* Records supplied *
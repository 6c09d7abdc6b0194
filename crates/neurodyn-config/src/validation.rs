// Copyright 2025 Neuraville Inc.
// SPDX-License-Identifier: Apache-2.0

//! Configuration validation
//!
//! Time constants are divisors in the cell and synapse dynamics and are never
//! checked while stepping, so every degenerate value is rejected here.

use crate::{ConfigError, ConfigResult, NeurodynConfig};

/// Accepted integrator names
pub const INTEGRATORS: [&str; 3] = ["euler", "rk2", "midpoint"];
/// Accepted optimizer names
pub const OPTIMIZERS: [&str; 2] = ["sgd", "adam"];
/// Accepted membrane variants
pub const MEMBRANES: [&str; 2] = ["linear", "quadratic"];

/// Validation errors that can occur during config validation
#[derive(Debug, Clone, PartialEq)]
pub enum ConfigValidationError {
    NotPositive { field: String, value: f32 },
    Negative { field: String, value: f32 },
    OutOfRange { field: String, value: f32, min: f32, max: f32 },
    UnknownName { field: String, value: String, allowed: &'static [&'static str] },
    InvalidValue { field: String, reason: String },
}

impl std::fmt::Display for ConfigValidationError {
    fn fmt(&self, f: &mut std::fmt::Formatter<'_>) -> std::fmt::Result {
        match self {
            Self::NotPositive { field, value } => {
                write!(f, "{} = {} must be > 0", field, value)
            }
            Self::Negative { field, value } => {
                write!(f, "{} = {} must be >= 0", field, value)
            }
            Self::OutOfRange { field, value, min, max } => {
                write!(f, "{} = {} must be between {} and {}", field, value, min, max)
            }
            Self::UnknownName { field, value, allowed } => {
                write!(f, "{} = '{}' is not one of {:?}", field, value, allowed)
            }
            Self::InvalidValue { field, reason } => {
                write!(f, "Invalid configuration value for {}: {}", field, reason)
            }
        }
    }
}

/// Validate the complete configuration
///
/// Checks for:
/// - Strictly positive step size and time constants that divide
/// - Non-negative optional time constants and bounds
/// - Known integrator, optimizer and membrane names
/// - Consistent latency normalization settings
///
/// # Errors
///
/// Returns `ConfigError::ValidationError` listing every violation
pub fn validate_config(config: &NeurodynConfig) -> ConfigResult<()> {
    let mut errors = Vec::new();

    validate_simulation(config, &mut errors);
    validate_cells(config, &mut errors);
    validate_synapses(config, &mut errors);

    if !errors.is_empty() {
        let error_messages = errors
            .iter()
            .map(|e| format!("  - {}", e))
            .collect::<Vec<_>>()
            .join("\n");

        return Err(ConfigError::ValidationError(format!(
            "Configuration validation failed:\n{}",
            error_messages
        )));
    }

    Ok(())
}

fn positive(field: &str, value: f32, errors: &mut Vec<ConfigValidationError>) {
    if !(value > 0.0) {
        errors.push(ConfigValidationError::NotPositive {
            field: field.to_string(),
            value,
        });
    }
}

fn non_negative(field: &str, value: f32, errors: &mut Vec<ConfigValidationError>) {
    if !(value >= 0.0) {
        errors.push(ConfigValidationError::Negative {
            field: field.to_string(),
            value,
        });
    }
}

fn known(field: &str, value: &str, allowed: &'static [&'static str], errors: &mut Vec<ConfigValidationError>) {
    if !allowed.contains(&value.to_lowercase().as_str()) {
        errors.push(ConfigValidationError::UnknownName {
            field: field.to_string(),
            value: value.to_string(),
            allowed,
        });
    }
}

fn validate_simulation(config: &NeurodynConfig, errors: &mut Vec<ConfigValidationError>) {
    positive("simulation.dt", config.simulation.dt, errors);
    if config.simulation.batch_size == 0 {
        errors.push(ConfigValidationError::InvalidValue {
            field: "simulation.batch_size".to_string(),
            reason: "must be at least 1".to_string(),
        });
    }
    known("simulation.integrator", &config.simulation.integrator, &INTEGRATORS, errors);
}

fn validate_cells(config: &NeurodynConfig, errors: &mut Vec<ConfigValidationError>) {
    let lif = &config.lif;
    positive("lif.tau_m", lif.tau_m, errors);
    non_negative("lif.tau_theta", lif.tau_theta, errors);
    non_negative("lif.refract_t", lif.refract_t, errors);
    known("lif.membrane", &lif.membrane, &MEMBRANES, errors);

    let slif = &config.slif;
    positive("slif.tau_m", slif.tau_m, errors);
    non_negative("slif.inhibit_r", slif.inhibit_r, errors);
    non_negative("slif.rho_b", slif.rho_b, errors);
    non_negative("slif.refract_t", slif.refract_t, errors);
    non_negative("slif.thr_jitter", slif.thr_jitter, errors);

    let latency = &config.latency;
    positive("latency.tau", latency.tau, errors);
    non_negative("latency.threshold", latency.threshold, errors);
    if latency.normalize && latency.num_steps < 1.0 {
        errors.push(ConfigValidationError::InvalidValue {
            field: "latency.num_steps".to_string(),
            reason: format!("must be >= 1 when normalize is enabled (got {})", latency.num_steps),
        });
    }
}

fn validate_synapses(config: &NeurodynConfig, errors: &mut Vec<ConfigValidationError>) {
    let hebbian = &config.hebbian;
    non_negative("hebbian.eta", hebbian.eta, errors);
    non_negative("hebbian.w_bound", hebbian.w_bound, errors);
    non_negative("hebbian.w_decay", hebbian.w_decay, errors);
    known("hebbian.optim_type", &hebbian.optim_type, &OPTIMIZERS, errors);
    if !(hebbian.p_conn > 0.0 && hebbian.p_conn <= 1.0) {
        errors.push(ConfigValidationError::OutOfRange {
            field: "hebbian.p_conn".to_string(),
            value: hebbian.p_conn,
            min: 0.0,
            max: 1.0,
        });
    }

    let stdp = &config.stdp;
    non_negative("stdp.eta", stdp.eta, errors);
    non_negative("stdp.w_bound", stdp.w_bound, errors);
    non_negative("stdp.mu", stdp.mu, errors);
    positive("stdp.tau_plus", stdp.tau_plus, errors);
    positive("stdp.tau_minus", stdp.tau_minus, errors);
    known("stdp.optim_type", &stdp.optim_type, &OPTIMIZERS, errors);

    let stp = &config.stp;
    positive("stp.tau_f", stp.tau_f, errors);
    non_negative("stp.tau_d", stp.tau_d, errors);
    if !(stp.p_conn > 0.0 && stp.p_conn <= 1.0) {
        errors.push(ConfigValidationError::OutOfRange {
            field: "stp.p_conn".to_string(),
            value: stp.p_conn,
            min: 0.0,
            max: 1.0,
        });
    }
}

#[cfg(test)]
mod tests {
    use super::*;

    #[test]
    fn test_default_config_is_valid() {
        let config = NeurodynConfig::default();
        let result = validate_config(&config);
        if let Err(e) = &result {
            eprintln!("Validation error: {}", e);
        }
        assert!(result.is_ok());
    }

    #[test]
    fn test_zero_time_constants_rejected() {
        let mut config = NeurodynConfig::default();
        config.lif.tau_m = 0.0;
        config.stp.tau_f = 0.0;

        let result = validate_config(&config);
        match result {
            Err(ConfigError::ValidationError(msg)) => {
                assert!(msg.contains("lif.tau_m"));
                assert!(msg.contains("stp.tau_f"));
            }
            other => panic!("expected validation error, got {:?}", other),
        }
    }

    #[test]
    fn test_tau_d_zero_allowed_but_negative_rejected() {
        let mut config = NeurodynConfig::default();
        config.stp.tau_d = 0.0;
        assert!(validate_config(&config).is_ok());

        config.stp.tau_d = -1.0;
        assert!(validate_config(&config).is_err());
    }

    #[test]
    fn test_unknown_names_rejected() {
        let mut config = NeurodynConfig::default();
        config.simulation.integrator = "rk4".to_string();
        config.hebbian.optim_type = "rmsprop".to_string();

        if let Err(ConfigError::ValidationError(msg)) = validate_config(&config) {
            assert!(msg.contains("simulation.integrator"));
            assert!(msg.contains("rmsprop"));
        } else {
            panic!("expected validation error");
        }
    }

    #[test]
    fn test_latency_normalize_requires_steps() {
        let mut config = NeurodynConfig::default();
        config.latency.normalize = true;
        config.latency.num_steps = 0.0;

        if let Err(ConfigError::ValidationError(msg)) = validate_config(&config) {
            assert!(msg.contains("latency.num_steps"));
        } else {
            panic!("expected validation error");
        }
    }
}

* Your goal *
Beginning with the first line of the listing above, please write out every line exactly until you reach the line that contains "is rejected here.", and include that one too.

* Reply to the exercise *
repository 6c09d7abdc6b0194
filename crates/neurodyn-config/src/validation.rs
// Copyright 2025 Neuraville Inc.
// SPDX-License-Identifier: Apache-2.0

//! Configuration validation
//!
//! Time constants are divisors in the cell and synapse dynamics and are never
//! checked while stepping, so every degenerate value is rejected here.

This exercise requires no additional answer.